Helen Lin, a partner at the VC firm At One Ventures, agreed that what’s happening is more of a market correction and a “return to fundamentals” than a calamity. In 2021, as the country was coming out of the worst of the COVID-10 pandemic, there was “a little bit of a bubble forming,” she told me. Lin said company valuations were overly optimistic and investors got a little sloppy, letting go of key metrics for later stage investments like revenue.
“It feels like when you're in one of those kiddie swimming pools and all the kids are thrashing about all at once, and there is all this frothy noise in the water, that's basically how it felt,” she said. “All these kids jumped in the pool because VC looked easy in 2021, there were deals everywhere.”
While overall funding for climate technology startups is down, interest in the sector is clearly not drying up. There was actually an increase in the number of deals made in the first six months of this year compared with last year by about 8%. But most of those deals were at the seed stage, where total funding also grew by 20%. Meanwhile, growth stage funding dropped a significant 64% — twice as high as the drop in growth VC across the economy.
Courtesy of Climate Tech VC
To Zou, that reflects one of the primary challenges with climate technology, which is that companies face a much sharper “valley of death” than in other sectors. Many of the solutions needed are hard technologies that require a lot more capital to get past the proof-of-concept stage. Companies may have to build factories and work out new supply chains, both of which are expensive undertakings.
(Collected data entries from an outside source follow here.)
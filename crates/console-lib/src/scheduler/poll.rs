//! Poll scheduler for the metrics view
//!
//! Entering a view fetches historical and live metrics once, in parallel,
//! then refreshes the live values on a fixed period until the view changes
//! or is left. Every session has a generation number and every fetch a
//! sequence number; a result is published only if its session is still the
//! current one and nothing newer of the same kind was published before it.

use super::view::MetricsView;
use crate::config::ConsoleConfig;
use crate::error::{ConsoleError, Result};
use crate::metrics::{build_snapshot, ingest_historical};
use crate::models::DiscoverySummary;
use crate::observability::{ConsoleMetrics, StructuredLogger};
use crate::registry::RegistryStore;
use crate::sync::ControlPlane;
use chrono::Utc;
use std::sync::atomic::{AtomicBool, AtomicU64, Ordering};
use std::sync::{Arc, Mutex, MutexGuard};
use std::time::Duration;
use tokio::sync::{broadcast, watch};
use tokio::task::JoinHandle;
use tokio::time::{interval_at, Instant, MissedTickBehavior};
use tracing::{debug, info};

/// Configuration for the poll scheduler
#[derive(Debug, Clone)]
pub struct SchedulerConfig {
    /// Live metrics refresh period (default: 30 seconds)
    pub live_interval: Duration,
    /// Wait between triggering discovery and reloading the registry
    /// (default: 5 seconds)
    pub discovery_delay: Duration,
}

impl Default for SchedulerConfig {
    fn default() -> Self {
        Self {
            live_interval: Duration::from_secs(30),
            discovery_delay: Duration::from_secs(5),
        }
    }
}

impl SchedulerConfig {
    pub fn from_console(config: &ConsoleConfig) -> Self {
        Self {
            live_interval: config.live_poll_interval(),
            discovery_delay: config.discovery_delay(),
        }
    }
}

#[derive(Debug, Clone, PartialEq, Eq)]
struct SessionKey {
    service: String,
    minutes: u32,
    generation: u64,
}

#[derive(Clone, Copy)]
enum FetchKind {
    Historical,
    Live,
}

/// Clears the in-flight flag when the fetch completes or is dropped
struct InFlight<'a>(&'a AtomicBool);

impl<'a> InFlight<'a> {
    fn acquire(flag: &'a AtomicBool) -> Option<Self> {
        if flag.swap(true, Ordering::SeqCst) {
            None
        } else {
            Some(Self(flag))
        }
    }
}

impl Drop for InFlight<'_> {
    fn drop(&mut self) {
        self.0.store(false, Ordering::SeqCst);
    }
}

/// Fetch-and-publish logic shared by the session task and manual refreshes
#[derive(Clone)]
struct Fetcher {
    client: Arc<dyn ControlPlane>,
    view: Arc<watch::Sender<Arc<MetricsView>>>,
    sequence: Arc<AtomicU64>,
    metrics: ConsoleMetrics,
}

impl Fetcher {
    async fn fetch_all(&self, key: &SessionKey, live_in_flight: &AtomicBool) {
        tokio::join!(
            self.fetch_historical(key),
            self.fetch_live(key, live_in_flight)
        );
    }

    async fn fetch_historical(&self, key: &SessionKey) {
        let seq = self.sequence.fetch_add(1, Ordering::SeqCst) + 1;
        let result = self
            .client
            .fetch_historical_metrics(&key.service, key.minutes)
            .await;

        self.publish(key, FetchKind::Historical, seq, |view| {
            match result {
                Ok(payload) => {
                    view.metrics = ingest_historical(&payload);
                    view.historical_error = None;
                }
                Err(err) => view.historical_error = Some(err.to_string()),
            }
            view.loading = false;
        });
    }

    async fn fetch_live(&self, key: &SessionKey, in_flight: &AtomicBool) {
        let Some(_guard) = InFlight::acquire(in_flight) else {
            debug!(service = %key.service, "Live fetch still in flight, skipping");
            return;
        };

        let seq = self.sequence.fetch_add(1, Ordering::SeqCst) + 1;
        let result = self.client.fetch_live_metrics(&key.service).await;

        self.publish(key, FetchKind::Live, seq, |view| match result {
            Ok(payload) => {
                view.live = build_snapshot(&payload);
                view.live_error = None;
            }
            Err(err) => view.live_error = Some(err.to_string()),
        });
    }

    fn publish(
        &self,
        key: &SessionKey,
        kind: FetchKind,
        seq: u64,
        apply: impl FnOnce(&mut MetricsView),
    ) {
        let published = self.view.send_if_modified(|current| {
            let last_seq = match kind {
                FetchKind::Historical => current.historical_seq,
                FetchKind::Live => current.live_seq,
            };
            if current.generation != key.generation || seq <= last_seq {
                return false;
            }

            let mut next = MetricsView::clone(current);
            match kind {
                FetchKind::Historical => next.historical_seq = seq,
                FetchKind::Live => next.live_seq = seq,
            }
            apply(&mut next);
            next.updated_at = Some(Utc::now());
            *current = Arc::new(next);
            true
        });

        if !published {
            self.metrics.inc_stale_results();
            debug!(
                service = %key.service,
                generation = key.generation,
                sequence = seq,
                "Discarded superseded metrics result"
            );
        }
    }
}

/// A running view session
struct Session {
    key: SessionKey,
    live_in_flight: Arc<AtomicBool>,
    shutdown: broadcast::Sender<()>,
    _handle: JoinHandle<()>,
}

impl Session {
    fn stop(self) {
        // A send error means the task is already gone
        let _ = self.shutdown.send(());
    }
}

pub struct PollScheduler {
    fetcher: Fetcher,
    config: SchedulerConfig,
    generation: AtomicU64,
    session: Mutex<Option<Session>>,
    logger: StructuredLogger,
}

impl PollScheduler {
    pub fn new(
        client: Arc<dyn ControlPlane>,
        config: SchedulerConfig,
        logger: StructuredLogger,
    ) -> Self {
        let (view, _) = watch::channel(Arc::new(MetricsView::default()));
        Self {
            fetcher: Fetcher {
                client,
                view: Arc::new(view),
                sequence: Arc::new(AtomicU64::new(0)),
                metrics: ConsoleMetrics::new(),
            },
            config,
            generation: AtomicU64::new(0),
            session: Mutex::new(None),
            logger,
        }
    }

    /// Latest published view
    pub fn current(&self) -> Arc<MetricsView> {
        self.fetcher.view.borrow().clone()
    }

    pub fn subscribe(&self) -> watch::Receiver<Arc<MetricsView>> {
        self.fetcher.view.subscribe()
    }

    /// Show `service` over the last `minutes`
    ///
    /// Stops the polling of any previous view and starts a new session.
    /// Re-entering the view already shown is a no-op. Must be called from
    /// within a tokio runtime.
    pub fn view(&self, service: &str, minutes: u32) -> Result<()> {
        if service.trim().is_empty() {
            return Err(ConsoleError::InvalidArgument(
                "service must not be empty".to_string(),
            ));
        }
        if minutes == 0 {
            return Err(ConsoleError::InvalidArgument(
                "minutes must be a positive integer".to_string(),
            ));
        }

        let mut slot = self.lock_session();
        if let Some(active) = slot.as_ref() {
            if active.key.service == service && active.key.minutes == minutes {
                return Ok(());
            }
        }
        if let Some(previous) = slot.take() {
            previous.stop();
        }

        let generation = self.generation.fetch_add(1, Ordering::SeqCst) + 1;
        self.fetcher
            .view
            .send_replace(Arc::new(MetricsView::loading(service, minutes, generation)));

        let key = SessionKey {
            service: service.to_string(),
            minutes,
            generation,
        };
        let live_in_flight = Arc::new(AtomicBool::new(false));
        let (shutdown, shutdown_rx) = broadcast::channel(1);
        let handle = tokio::spawn(run_session(
            self.fetcher.clone(),
            key.clone(),
            live_in_flight.clone(),
            self.config.live_interval,
            shutdown_rx,
        ));

        *slot = Some(Session {
            key,
            live_in_flight,
            shutdown,
            _handle: handle,
        });
        self.logger
            .log_view_change(Some(service), Some(minutes), generation);
        Ok(())
    }

    /// Stop polling and clear the view
    pub fn leave(&self) {
        let mut slot = self.lock_session();
        if let Some(previous) = slot.take() {
            previous.stop();
        }

        let generation = self.generation.fetch_add(1, Ordering::SeqCst) + 1;
        self.fetcher
            .view
            .send_replace(Arc::new(MetricsView::idle(generation)));
        self.logger.log_view_change(None, None, generation);
    }

    /// Re-fetch historical and live metrics of the current view
    ///
    /// The live part is skipped if a live fetch is already outstanding.
    pub async fn refresh(&self) {
        let active = self
            .lock_session()
            .as_ref()
            .map(|s| (s.key.clone(), s.live_in_flight.clone()));

        match active {
            Some((key, live_in_flight)) => self.fetcher.fetch_all(&key, &live_in_flight).await,
            None => debug!("No metrics view to refresh"),
        }
    }

    /// Trigger discovery, wait the configured delay, then reload the
    /// registry once
    pub async fn full_discovery(
        &self,
        store: &RegistryStore,
        full_refresh: bool,
    ) -> Result<DiscoverySummary> {
        let summary = self.fetcher.client.trigger_discovery(full_refresh).await?;
        self.logger.log_discovery(full_refresh, &summary.message);

        tokio::time::sleep(self.config.discovery_delay).await;
        store.load().await?;
        Ok(summary)
    }

    fn lock_session(&self) -> MutexGuard<'_, Option<Session>> {
        self.session
            .lock()
            .unwrap_or_else(|poisoned| poisoned.into_inner())
    }
}

impl Drop for PollScheduler {
    fn drop(&mut self) {
        if let Some(session) = self.lock_session().take() {
            session.stop();
        }
    }
}

async fn run_session(
    fetcher: Fetcher,
    key: SessionKey,
    live_in_flight: Arc<AtomicBool>,
    period: Duration,
    mut shutdown: broadcast::Receiver<()>,
) {
    info!(
        service = %key.service,
        minutes = key.minutes,
        generation = key.generation,
        interval_secs = period.as_secs(),
        "Starting metrics polling"
    );

    tokio::select! {
        biased;
        _ = shutdown.recv() => {
            debug!(service = %key.service, "View left before initial fetch completed");
            return;
        }
        _ = fetcher.fetch_all(&key, &live_in_flight) => {}
    }

    let mut ticker = interval_at(Instant::now() + period, period);
    ticker.set_missed_tick_behavior(MissedTickBehavior::Delay);

    loop {
        tokio::select! {
            biased;
            _ = shutdown.recv() => break,
            _ = ticker.tick() => {
                fetcher.metrics.inc_poll_ticks();
                let stopped = tokio::select! {
                    biased;
                    _ = shutdown.recv() => true,
                    _ = fetcher.fetch_live(&key, &live_in_flight) => false,
                };
                if stopped {
                    break;
                }
            }
        }
    }

    info!(
        service = %key.service,
        generation = key.generation,
        "Stopped metrics polling"
    );
}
There’s also been a shift in the types of climate technologies VCs are funding. In 2021, investors made their big bets in electric vehicles and batteries with companies like Rivian and Northvolt raising more than $2 billion each. Now, VCs seem to be less interested in the end-products that directly reduce emissions, like EVs, and more interested in early stage companies that could enable more EVs to get deployed, like those specializing in mining, EV charging optimization, and fleet management.
Lin said that similarly, while enthusiasm for alternative protein companies has cooled slightly after industry leaders Beyond Meat and Impossible reported declining revenues last year, that’s not the full story. There’s still a lot of interest in funding innovative alternative protein startups, but more as a “functional ingredient” to supply to other food companies, rather than as a consumer product.
Investor interest in carbon management startups may also be shuffling around. VC funding in the sector has so far dried up by more than 50% after a big increase last year. Claire Nelson, co-founder of the carbon mineralization startup Cella, which just closed a seed funding round of $3.3 million, told me that investments seem to be shifting from the technologies that capture carbon to the support infrastructure, like carbon transportation and storage. Cella is developing novel injection and monitoring methods for carbon sequestration.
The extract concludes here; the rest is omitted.